Besides HRTFs, the internal acoustic coupling may increase sound localization because two waves arrive at the same eardrum: one from the outside and one from the inside through the interaural canal. The influences of this coupling were shown using a method of geometrical acoustics on skulls (figure 3). The interaural canal also influences the ITD by decreasing its value from 50 μs. While this result looks to be opposite to previously published data [32,33], it is explained by the fact that we consider the interaural canal on skulls but without any soft tissue (such as eardrums). The canal acts as a wave-guide without any obstacle to the propagation of the acoustic wave. Bierman et al. [21] demonstrated the implication of the directionality of the eardrums in the physiological computation of ITDs thanks to a laser vibrometry method.

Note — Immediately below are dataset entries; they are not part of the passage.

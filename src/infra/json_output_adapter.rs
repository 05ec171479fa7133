use anyhow::{Context, Result};
use std::fs;
use std::io::{BufWriter, Write};
use std::path::{Path, PathBuf};
use tracing::info;

use crate::app::ports::JobOutputPort;
use crate::types::JobRecord;

/// File-based implementation of JobOutputPort.
/// Writes the filtered jobs as a pretty-printed JSON array.
pub struct FileJobOutputAdapter {
    path: PathBuf,
}

impl FileJobOutputAdapter {
    pub fn new(path: impl AsRef<Path>) -> Self {
        Self {
            path: path.as_ref().to_path_buf(),
        }
    }
}

impl JobOutputPort for FileJobOutputAdapter {
    fn write_jobs(&self, records: &[JobRecord]) -> Result<()> {
        if let Some(dir) = self.path.parent().filter(|d| !d.as_os_str().is_empty()) {
            fs::create_dir_all(dir)
                .with_context(|| format!("Failed to create output directory {}", dir.display()))?;
        }

        let file = fs::File::create(&self.path)
            .with_context(|| format!("Failed to create output file {}", self.path.display()))?;
        let mut writer = BufWriter::new(file);
        serde_json::to_writer_pretty(&mut writer, records)?;
        writer.write_all(b"\n")?;
        writer.flush()?;

        info!("Saved {} jobs to {}", records.len(), self.path.display());
        Ok(())
    }

    fn describe(&self) -> String {
        self.path.display().to_string()
    }
}

#[cfg(test)]
mod tests {
    use super::*;
    use crate::infra::record_io::load_jobs;

    #[test]
    fn test_writes_json_that_loads_back() {
        let dir = tempfile::tempdir().unwrap();
        let path = dir.path().join("nested").join("filtered.json");
        let adapter = FileJobOutputAdapter::new(&path);

        let records = vec![
            JobRecord::new().with("title", "Rust Engineer").with("company", "Acme"),
            JobRecord::new().with("title", "Go Engineer"),
        ];
        adapter.write_jobs(&records).unwrap();

        assert_eq!(load_jobs(&path).unwrap(), records);
        assert_eq!(adapter.describe(), path.display().to_string());
    }
}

ITDs are large in the low-frequency region (from 100 to 1000 Hz), whereas ILDs predominate in the high-frequency region (f > 1500 Hz). In his duplex theory developed for humans [34], Lord Rayleigh asserted that ITDs and ILDs ensure strong localization abilities across the full auditory spectrum because of an overlap of both binaural cues between 1 and 1.5 kHz [35]. This theory cannot be applied to all vertebrates: as an example, the barn owl combines ITD and ILD information in the same frequency range (between 3 and 10 kHz) to localize, respectively, the azimuth and the elevation [36,37]. In another way, crocodilians might also qualify this theory. Carr et al. [26] demonstrated that ITDs are not neurally processed for frequencies higher than 1 kHz because of a lack of phase locking. As a consequence, ITDs and ILDs are weak in the band between 1 and 1.5 kHz, creating a lack of localization cues in this frequency region, at least for juvenile and medium-sized crocodilians. The maximum vibration of the eardrum was measured in this precise bandwidth [21], which could be used to compensate this ‘gap’ of localization.

As a conclusion, our results establish a strong background regarding the acoustic cues available to crocodilians when they localize a sound source in their environment—a frequent situation in several behavioural contexts, from predation to caring for the young. Our study focused on aerial hearing. However, crocodilians are amphibious animals and previous studies suggested a fairly good underwater hearing sensitivity. It would thus be interesting to investigate sound localization cues in an underwater context. Finally, sound localization abilities also remain poorly investigated and, even if a few behavioural observations in crocodilians have been published [13,38], the behavioural relevance of sound localization cues needs to be tested in subsequent research.